Each line of the records that includes "loading" should be found and copied.

═════ EXERCISE INPUTS ═════

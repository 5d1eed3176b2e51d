// Copyright (c) 2025 Steve Wagner (ciroque@live.com)
// SPDX-License-Identifier: MIT

//! Error type for every failing stage of loading and invoking a module.
//!
//! Guest traps are deliberately absent: a trap is a terminal *result* of an
//! invocation (`InvocationResult::Trapped`), not a host error.

use crate::errors::ParseError;
use crate::host::types::{ExportKind, ValueType};
use thiserror::Error;

/// Failures a caller can branch on.
///
/// `NotFound`, `KindMismatch`, `ArityMismatch` and `TypeMismatch` are caused
/// by caller input and are fatal only for the request that produced them.
/// The remaining variants describe the module, the engine or the environment.
#[derive(Error, Debug)]
pub enum HostError {
    /// Malformed module binary.
    #[error("Malformed module: {0}")]
    Parse(#[from] ParseError),

    /// Requested export is absent from the module.
    #[error("Export '{name}' does not exist in module")]
    NotFound { name: String },

    /// Export exists but is not callable.
    #[error("Export '{name}' is a {kind}, not a function")]
    KindMismatch { name: String, kind: ExportKind },

    /// Wrong number of arguments for the function's declared parameters.
    #[error("Expected {expected} argument(s), got {actual}")]
    ArityMismatch { expected: usize, actual: usize },

    /// Argument text is not a valid value of the declared parameter type.
    #[error("Argument {index} ('{raw}') is not a valid {expected}")]
    TypeMismatch {
        index: usize,
        expected: ValueType,
        raw: String,
    },

    /// The execution engine rejected the module during compilation.
    #[error("Module compilation failed: {0}")]
    Compile(String),

    /// The module could not be instantiated (unsatisfied imports, limits).
    #[error("Instantiation failed: {0}")]
    Instantiation(String),

    /// Engine creation, configuration or a non-trap call failure.
    #[error("Execution engine error: {0}")]
    Engine(String),

    /// The guest returned a value with no host numeric representation.
    #[error("Result of type {0} cannot be represented on the host")]
    UnsupportedResult(ValueType),

    /// File I/O error while reading a module, config or suite.
    #[error("I/O error: {0}")]
    Io(#[from] std::io::Error),

    /// Module binary exceeds the configured size limit.
    #[error("Module too large: {size} bytes (max: {max} bytes)")]
    ModuleTooLarge { size: usize, max: usize },

    /// YAML deserialization failure.
    #[error("Invalid YAML: {0}")]
    Yaml(#[from] serde_yaml::Error),

    /// Semantically invalid configuration or suite definition.
    #[error("Configuration error: {0}")]
    Config(String),
}

/// Result alias for host operations.
pub type HostResult<T> = Result<T, HostError>;
// Copyright (c) 2025 Steve Wagner (ciroque@live.com)
// SPDX-License-Identifier: MIT

mod loader;
pub mod consts;

#[cfg(test)]
mod integration_tests;

pub use loader::{
    load_and_validate_config, load_config, validate_config, EngineConfig, FuelConfig,
    HostConfig, SuiteOptions,
};
// Copyright (c) 2025 Steve Wagner (ciroque@live.com)
// SPDX-License-Identifier: MIT

//! Module file loading
//!
//! Reads a module binary from disk and enforces the configured size limit.
//! It does not parse the binary; that is [`ModuleDescriptor::parse`]'s job.
//!
//! [`ModuleDescriptor::parse`]: crate::host::descriptor::ModuleDescriptor::parse

use crate::errors::{HostError, HostResult};
use crate::observability::messages::module::{ModuleLoadFailed, ModuleLoaded};
use std::path::Path;

/// Loads module bytes from `path`, rejecting files larger than `max_bytes`.
///
/// # Returns
/// * `Ok(Vec<u8>)` - The module binary
/// * `Err(HostError::Io)` - The file cannot be read
/// * `Err(HostError::ModuleTooLarge)` - The file exceeds `max_bytes`
pub fn load_module_bytes<P: AsRef<Path>>(path: P, max_bytes: usize) -> HostResult<Vec<u8>> {
    let path = path.as_ref();
    let source = path.display().to_string();

    let bytes = std::fs::read(path).map_err(|e| {
        let error = HostError::Io(e);
        tracing::error!(
            "{}",
            ModuleLoadFailed {
                source: &source,
                error: &error,
            }
        );
        error
    })?;

    if bytes.len() > max_bytes {
        let error = HostError::ModuleTooLarge {
            size: bytes.len(),
            max: max_bytes,
        };
        tracing::error!(
            "{}",
            ModuleLoadFailed {
                source: &source,
                error: &error,
            }
        );
        return Err(error);
    }

    tracing::info!(
        "{}",
        ModuleLoaded {
            source: &source,
            size_bytes: bytes.len(),
        }
    );

    Ok(bytes)
}

#[cfg(test)]
mod tests {
    use super::*;
    use std::io::Write;
    use tempfile::NamedTempFile;

    const LIMIT: usize = 1024;

    #[test]
    fn test_load_small_file() {
        let mut temp_file = NamedTempFile::new().unwrap();
        let test_data = b"\0asm\x01\0\0\0";
        temp_file.write_all(test_data).unwrap();

        let result = load_module_bytes(temp_file.path(), LIMIT);
        assert_eq!(result.unwrap(), test_data);
    }

    #[test]
    fn test_file_too_large() {
        let mut temp_file = NamedTempFile::new().unwrap();
        temp_file.write_all(&vec![0u8; LIMIT + 1]).unwrap();

        match load_module_bytes(temp_file.path(), LIMIT) {
            Err(HostError::ModuleTooLarge { size, max }) => {
                assert_eq!(size, LIMIT + 1);
                assert_eq!(max, LIMIT);
            }
            other => panic!("Expected ModuleTooLarge, got {:?}", other),
        }
    }

    #[test]
    fn test_max_size_boundary() {
        let mut temp_file = NamedTempFile::new().unwrap();
        temp_file.write_all(&vec![0u8; LIMIT]).unwrap();

        let result = load_module_bytes(temp_file.path(), LIMIT);
        assert_eq!(result.unwrap().len(), LIMIT);
    }

    #[test]
    fn test_nonexistent_file() {
        let result = load_module_bytes("/nonexistent/path/to/file.wasm", LIMIT);
        assert!(matches!(result, Err(HostError::Io(_))));
    }
}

═════

RESPONSE BOX:
//! Error type for every failing stage of loading and invoking a module.
//! Module file loading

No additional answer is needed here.